Retired PMG Discusses What's Next for Himself, USPS
Among his accomplishments, Runyon, 73, helped contribute to a boom in direct mail. In 1992, when he took office, national advertisers spent $25.4 billion on direct mail. That figure grew to $37.4 billion in 1997.
Indeed, Runyon was considered the PMG who actually turned the postal service into a profitable business. He also was one of the few postal leaders who looked to technology to speed up mail processing. During his tenure, robotic computers, optical character readers and automated tray management systems were added. In addition, from 1992 to 1993, Runyon reduced administrative staff by 23,000. And last year, the postal service announced its third straight surplus of $1.3 billion.
Before joining the USPS, Runyon held several management positions at Ford and Nissan America but was best known for turning around the Tennessee Valley Authority, of which he was named chairman by President Reagan in 1988. There, he was credited with downsizing and re-orienting the organization.
Runyon, who is undecided about what to do next -- except rest for a while -- was succeeded by William J. Henderson, former chief operating officer and executive vice president of the USPS.
DM News: What do you think has been your biggest accomplishment for direct marketers?

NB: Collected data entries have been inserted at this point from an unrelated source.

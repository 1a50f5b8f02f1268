//! # error 模块说明
//!
//! ## 角色定位（Why）
//! - 为所有传输实现与装饰器提供唯一的错误域 [`ConnectionError`]，调用方只需匹配
//!   [`ErrorKind`] 即可区分“监听器已关闭”“本次调用被取消”“底层传输失败”等语义；
//! - 稳定错误码（`tether.<层>.<原因>`）用于日志与告警聚合，避免解析自然语言消息。
//!
//! ## 设计要求（What）
//! - 各 crate 以 [`OperationKind`] 常量描述自身操作，并统一经由 [`map_io_error`]
//!   将 `io::Error` 归类；
//! - 装饰器不得吞掉被包装对象返回的错误，只允许在传播前释放自身获取的资源。

use std::{borrow::Cow, error::Error as StdError, fmt, io};

use thiserror::Error;

/// 错误的主分类，调用方据此决定重试、降级或放弃。
#[derive(Clone, Copy, Debug, PartialEq, Eq, Hash)]
#[non_exhaustive]
pub enum ErrorKind {
    /// 地址缺失、格式错误或不被当前传输支持。
    Address,
    /// 地址已被其他监听器占用。
    AddressInUse,
    /// 底层传输（OS 套接字、内存管道）失败，可能携带原生错误码。
    Connectivity,
    /// 调用方通过取消令牌终止了本次操作。
    Cancelled,
    /// 能力或刷新模式不被当前传输支持。
    Unsupported,
    /// TLS 握手失败。
    Handshake,
    /// 对象已被释放。
    Disposed,
    /// 能力包中缺少必需的配置项。
    Configuration,
    /// 操作与对象当前状态冲突（例如写方向关闭后继续写入）。
    InvalidState,
}

impl ErrorKind {
    /// 返回稳定的小写名称，用于结构化日志字段。
    pub const fn as_str(self) -> &'static str {
        match self {
            ErrorKind::Address => "address",
            ErrorKind::AddressInUse => "address_in_use",
            ErrorKind::Connectivity => "connectivity",
            ErrorKind::Cancelled => "cancelled",
            ErrorKind::Unsupported => "unsupported",
            ErrorKind::Handshake => "handshake",
            ErrorKind::Disposed => "disposed",
            ErrorKind::Configuration => "configuration",
            ErrorKind::InvalidState => "invalid_state",
        }
    }
}

impl fmt::Display for ErrorKind {
    fn fmt(&self, f: &mut fmt::Formatter<'_>) -> fmt::Result {
        f.write_str(self.as_str())
    }
}

type BoxedCause = Box<dyn StdError + Send + Sync + 'static>;

/// 连接抽象层的统一错误类型。
///
/// # 教案级注释
///
/// ## 意图（Why）
/// - 把 OS、TLS 库与内存管道产生的异构错误收敛为一个可跨线程传递的结构，
///   让协议层只依赖本 crate 即可完成错误处置；
/// - 保留原始 `source` 链，排障时仍可追溯到 errno 或 rustls 告警。
///
/// ## 契约（What）
/// - `kind`：主分类，决定调用方的处置策略；
/// - `code`：稳定错误码，遵循 `tether.<层>.<原因>`；
/// - `message`：面向排障人员的描述；
/// - `source`：可选底层原因，通过 [`std::error::Error::source`] 暴露。
///
/// ## 注意事项（Trade-offs）
/// - 消息使用 `Cow<'static, str>`，静态文案零分配，动态文案才会占用堆；
/// - 原生错误码只在 `source` 为 `io::Error` 时可用，见 [`ConnectionError::raw_os_error`]。
#[derive(Debug, Error)]
#[error("{message} [{code}]")]
pub struct ConnectionError {
    kind: ErrorKind,
    code: &'static str,
    message: Cow<'static, str>,
    #[source]
    source: Option<BoxedCause>,
}

impl ConnectionError {
    /// 构造错误。
    pub fn new(kind: ErrorKind, code: &'static str, message: impl Into<Cow<'static, str>>) -> Self {
        Self {
            kind,
            code,
            message: message.into(),
            source: None,
        }
    }

    /// 附带底层原因。
    pub fn with_source(mut self, source: impl StdError + Send + Sync + 'static) -> Self {
        self.source = Some(Box::new(source));
        self
    }

    /// 附带已装箱的底层原因。
    pub fn with_boxed_source(mut self, source: BoxedCause) -> Self {
        self.source = Some(source);
        self
    }

    /// 主分类。
    pub fn kind(&self) -> ErrorKind {
        self.kind
    }

    /// 稳定错误码。
    pub fn code(&self) -> &'static str {
        self.code
    }

    /// 描述文本。
    pub fn message(&self) -> &str {
        &self.message
    }

    /// 判断是否属于指定分类。
    pub fn is(&self, kind: ErrorKind) -> bool {
        self.kind == kind
    }

    /// 返回被包装的原生错误码（若底层原因是携带 errno 的 `io::Error`）。
    pub fn raw_os_error(&self) -> Option<i32> {
        let mut current: Option<&(dyn StdError + 'static)> =
            self.source.as_deref().map(|err| err as &(dyn StdError + 'static));
        while let Some(err) = current {
            if let Some(io_err) = err.downcast_ref::<io::Error>()
                && let Some(code) = io_err.raw_os_error()
            {
                return Some(code);
            }
            current = err.source();
        }
        None
    }

    /// 构造“已释放”错误。
    pub fn disposed(object: &'static str) -> Self {
        Self::new(
            ErrorKind::Disposed,
            codes::DISPOSED,
            format!("{object} has been disposed"),
        )
    }

    /// 构造取消错误。
    pub fn cancelled(kind: OperationKind) -> Self {
        Self::new(
            ErrorKind::Cancelled,
            codes::CANCELLED,
            format!("{} cancelled", kind.message),
        )
    }

    /// 构造不支持错误。
    pub fn unsupported(code: &'static str, message: impl Into<Cow<'static, str>>) -> Self {
        Self::new(ErrorKind::Unsupported, code, message)
    }

    /// 构造缺失配置错误。
    pub fn missing_property<T: ?Sized>() -> Self {
        Self::new(
            ErrorKind::Configuration,
            codes::MISSING_PROPERTY,
            format!(
                "required connection property `{}` is missing",
                std::any::type_name::<T>()
            ),
        )
    }
}

/// 核心层共享的稳定错误码。
pub mod codes {
    /// 对象已释放。
    pub const DISPOSED: &str = "tether.core.disposed";
    /// 操作被取消。
    pub const CANCELLED: &str = "tether.core.cancelled";
    /// 能力包已冻结。
    pub const PROPERTIES_FROZEN: &str = "tether.core.properties_frozen";
    /// 能力包缺少必需项。
    pub const MISSING_PROPERTY: &str = "tether.core.missing_property";
    /// 底层流不支持半关闭。
    pub const SHUTDOWN_UNSUPPORTED: &str = "tether.core.shutdown_unsupported";
    /// 写方向已关闭。
    pub const WRITES_SHUT_DOWN: &str = "tether.core.writes_shut_down";
}

/// 描述一次底层操作对应的稳定错误码与默认文案。
#[derive(Clone, Copy, Debug, PartialEq, Eq)]
pub struct OperationKind {
    pub code: &'static str,
    pub message: &'static str,
}

impl OperationKind {
    /// 声明一个操作种类。
    pub const fn new(code: &'static str, message: &'static str) -> Self {
        Self { code, message }
    }
}

/// 将 IO 错误映射为 [`ConnectionError`]，并依据 `io::ErrorKind` 推导主分类。
pub fn map_io_error(kind: OperationKind, error: io::Error) -> ConnectionError {
    let category = categorize_io_error(&error);
    ConnectionError::new(category, kind.code, format!("{}: {}", kind.message, error))
        .with_source(error)
}

fn categorize_io_error(error: &io::Error) -> ErrorKind {
    use io::ErrorKind as Io;
    match error.kind() {
        Io::AddrInUse => ErrorKind::AddressInUse,
        Io::AddrNotAvailable | Io::InvalidInput => ErrorKind::Address,
        Io::Unsupported => ErrorKind::Unsupported,
        _ => ErrorKind::Connectivity,
    }
}

/// 连接抽象层统一的返回别名。
pub type Result<T, E = ConnectionError> = core::result::Result<T, E>;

Marvin Runyon: I think one thing that I always talk about is the fact that the rates for direct mail haven't increased an awful lot. In fact, increases have been the lowest they have been in history. We've been able to do this because we've put in programs that let us listen to our customers and find out what it is they need to help them grow. We are interested in seeing direct mail grow. This category of mail is very important because it provides a lot of revenue to the postal service.
DM News: I'm interested in technology and how the USPS views it. Do you think the growth of electronic billing and e-mail will affect the First-Class mail category, and is it something the USPS should worry about?
M.R: I consider it a very big problem. In the past six years, we've lost $5 billion in revenues in First-Class mail because of e-mail, fax and electronic data movement like electronic billing. I think that's going to continue to grow, and we have to change the way we do our business. For example, we can use electronic deposition to move direct mail around the country. We can send this type of mail by electronic means to a city that is, say, two days away to save on two days of transportation. Some people who do direct mailing send mail all over the United States, but we can move that mail electronically and then print it. We are looking at putting these initiatives in place now.
DM News: Some of these initiatives have been put into place for the small office, home office market. Do you think this will translate to the larger mailers?
M.R.: I think it definitely will translate to the larger mailers. You take the large mailer -- our largest First-Class mailer mails nothing but bills -- and we can move those bills electronically from California, where they are located, to New York, print them in New York and deliver them in New York, Philadelphia and so forth, even on the same day. Whereas, if they mail it out there, it's two to three days to get there, plus air transportation. We are going to spend, in the next five years, [$5.9 billion] on technology. We are getting processes in place where we'll be able to track every letter and where it is at all times.
DM News: Is Henderson aware of these programs and will he continue them?
M.R.: Absolutely. I [had] a management committee consisting of five people, one of which [was] Bill, and he helped make those decisions. He is very aware and very knowledgeable.
DM News : Is there anything that you hope will change or improve for direct marketers under the new PMG?
M.R.: I think Bill Henderson understands direct mail even better than I do because he's been around here a long time. He was also our chief marketing officer. I know that he is very innovative, very forward-thinking and understands the importance of direct mail. He is also very involved and very good with people.
DM News: What is the single biggest challenge he faces?
M.R: I think the labor negotiations [between the National Association of Letter Carriers, the Mail Handlers Union and the American Postal Workers Union], which conclude in November, but begin in August. I believe that these three unions will reach new contracts without going to arbitration. I think Bill Henderson and Jack Potter, our labor relations vice president, are two people who understand the needs of the employees and the needs of the unions.
DM News: What's important to our readers right now is rate-case implementation. What effect did you personally have on the last rate-case implementation decision and how much do you think Henderson will have on this one?
M.R: The board [of governors] makes that decision as a whole, but we have been talking to the board. One of the things we have to look at is that we have to continue to pay back the money that we owe. Right now, we have a negative equity, and we need to eliminate that. Also, we have a responsibility to continually improve our quality. To do that, we have the $17 billion [in capital investments]. All of this has an effect on implementation.
DM News: Does your decision to leave now have anything to do with the [rate case] decision being made now?
M.R.: My decision on timing is because I've served 10 years in the federal system, and I think that's a reasonable amount of time for a person to give back to his country.
DM News: What are you planning to do next?
M.R.: For the next month, I'm going to sit in a chair with my feet on a table. I will, however, do something in the private sector, but I have made no decisions. I'm going to wait for a while -- the opportunities are out there.